В нашем классе был еще один белокурый мальчик, шалун, мастер на все руки, музыкант и фокусник. Я снискал себе его дружбу не без труда, и бойкий товарищ мой смотрел на меня всегда несколько свысока. Но как бы то ни было, а у меня был теперь друг. Я заходил к нему в комнату, прочел вместе с ним несколько книг, делал ему уроки по греческому, а он помогал мне по арифметике. Иногда мы вместе отправлялись гулять и были похожи вероятно тогда на медведя и зайца. Он был постоянно весел, острил, смеялся, никогда не смущался, а я слушал, улыбался и испытывал приятное чувство, что у меня такой развязный приятель. Но однажды после обеда я увидел вдруг, как маленький шарлатан показывал собравшейся вокруг него кучке товарищей свои артистические способности. Передразнив очень удачно одного из учителей, он закричал:
«Угадайте-ка, кто это!» – и начал читать вслух стихи из Гомера. При этом он изумительно метко подражал мне, моему смущенному виду, робкому чтению, произношению и особенно частому морганию, и прищуриванию левого глаза. Это было очень смешно, остроумно и зло. Когда он закрыл книгу и снискал вполне заслуженное одобрение, я тихо подошел сзади и совершил акт отмщения. Слов я не мог подыскать, но все свое возмущение, стыд и злобу выразил в одной звонкой пощечине. В эту минуту в класс вошел учитель и тотчас же заметил заплаканные глаза и багровую щеку моего прежнего приятеля, который был к тому же его любимцем.

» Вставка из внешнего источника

//! # TOTP generator, for PC.
//!
//! A small TOTP (RFC 6238) engine with a command-line front end. The
//! engine is layered so each piece depends only on the one below it:
//!
//! - [`base32`] decodes and validates the user-supplied secret text into
//!   raw key bytes — tolerantly on input (case, whitespace, optional
//!   padding), strictly on substance (alphabet, padding shape); it never
//!   silently produces partial output.
//! - [`hotp`] computes an HMAC-based one-time code from a key and a
//!   counter value (RFC 4226), with the hash algorithm parameterized.
//! - [`totp`] derives the counter from Unix time and a fixed step, and
//!   answers remaining-time-in-period queries.
//! - [`session`] drives the display: it owns one secret input's
//!   validation state and decides when the shown code must regenerate.
//!
//! Everything above takes the current time as an explicit parameter and
//! touches no global state, so the whole engine is deterministic and
//! testable without real clocks or sleeps. The command-line layer
//! ([`cli`], [`authenticator`], [`store`], [`share`]) is where clocks are
//! read, arguments are parsed and the saved-secret state file lives.
//!
//! Secret text is held in memory for the duration of a call or session;
//! decoded key material is kept in zeroizing buffers and never logged.

pub use error::{Error, Result};

pub mod authenticator;
pub mod base32;
pub mod cli;
pub mod error;
pub mod hotp;
pub mod session;
pub mod share;
pub mod store;
pub mod totp;
//! Error taxonomy of the engine.
//!
//! Everything here is terminal for a single call only; the engine keeps no
//! error state and fully recovers on the next call with corrected input.

/// Errors surfaced by the engine and the secret store.
#[derive(Debug, PartialEq, thiserror::Error)]
pub enum Error {
    /// The secret text is not valid Base32 after whitespace stripping and
    /// uppercasing. Locally recoverable: the caller shows "no code" and
    /// prompts for correction.
    #[error("secret is not valid Base32 (characters A-Z and 2-7, optional '=' padding)")]
    InvalidEncoding,

    /// Requested code width is outside the workable range.
    #[error("digits must be between 1 and 9, got {0}")]
    InvalidDigits(u32),

    /// A period of zero seconds can never produce a counter.
    #[error("step must be at least 1 second")]
    InvalidStep,

    /// Unexpected failure inside the HMAC/truncation path. Deterministic,
    /// so retrying with unchanged input fails identically.
    #[error("could not compute HMAC: {0}")]
    GenerationFailure(&'static str),

    /// No stored secret under the given id.
    #[error("no saved secret with id {0}")]
    UnknownId(String),

    /// The saved-secret state file could not be read or written.
    #[error("state file error: {0}")]
    Store(String),
}

/// Crate-local result alias.
pub type Result<T> = core::result::Result<T, Error>;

– Кто это тебя так отделал?
– Каменцинд.
– Каменцинд! Это правда?»
– Да.
– За что ты его ударил?
Ответа нет.
– У тебя были причины?
– Нет.
Меня как следует наказали, и я стоически наслаждался муками невинно пострадавшего. Не будучи, однако, ни стоиком, ни святым, а простым школьником, я после наказания показал своему врагу язык. Учитель возмущенно вскочил с места.
– Как тебе не стыдно? Что это значит?
– Это значит, что он подлец и что я его презираю. И трус еще вдобавок.
Так закончилась моя дружба с мимическим артистом. Преемников у него не оказалось, и я вынужден был провести всю пору ранней юности без друга. Но как ни изменились с тех пор мои взгляды на жизнь и на людей, эту пощечину я вспоминаю всегда с чувством глубочайшего удовлетворение. Надо надеяться, что и мой бывший приятель про нее не забыл.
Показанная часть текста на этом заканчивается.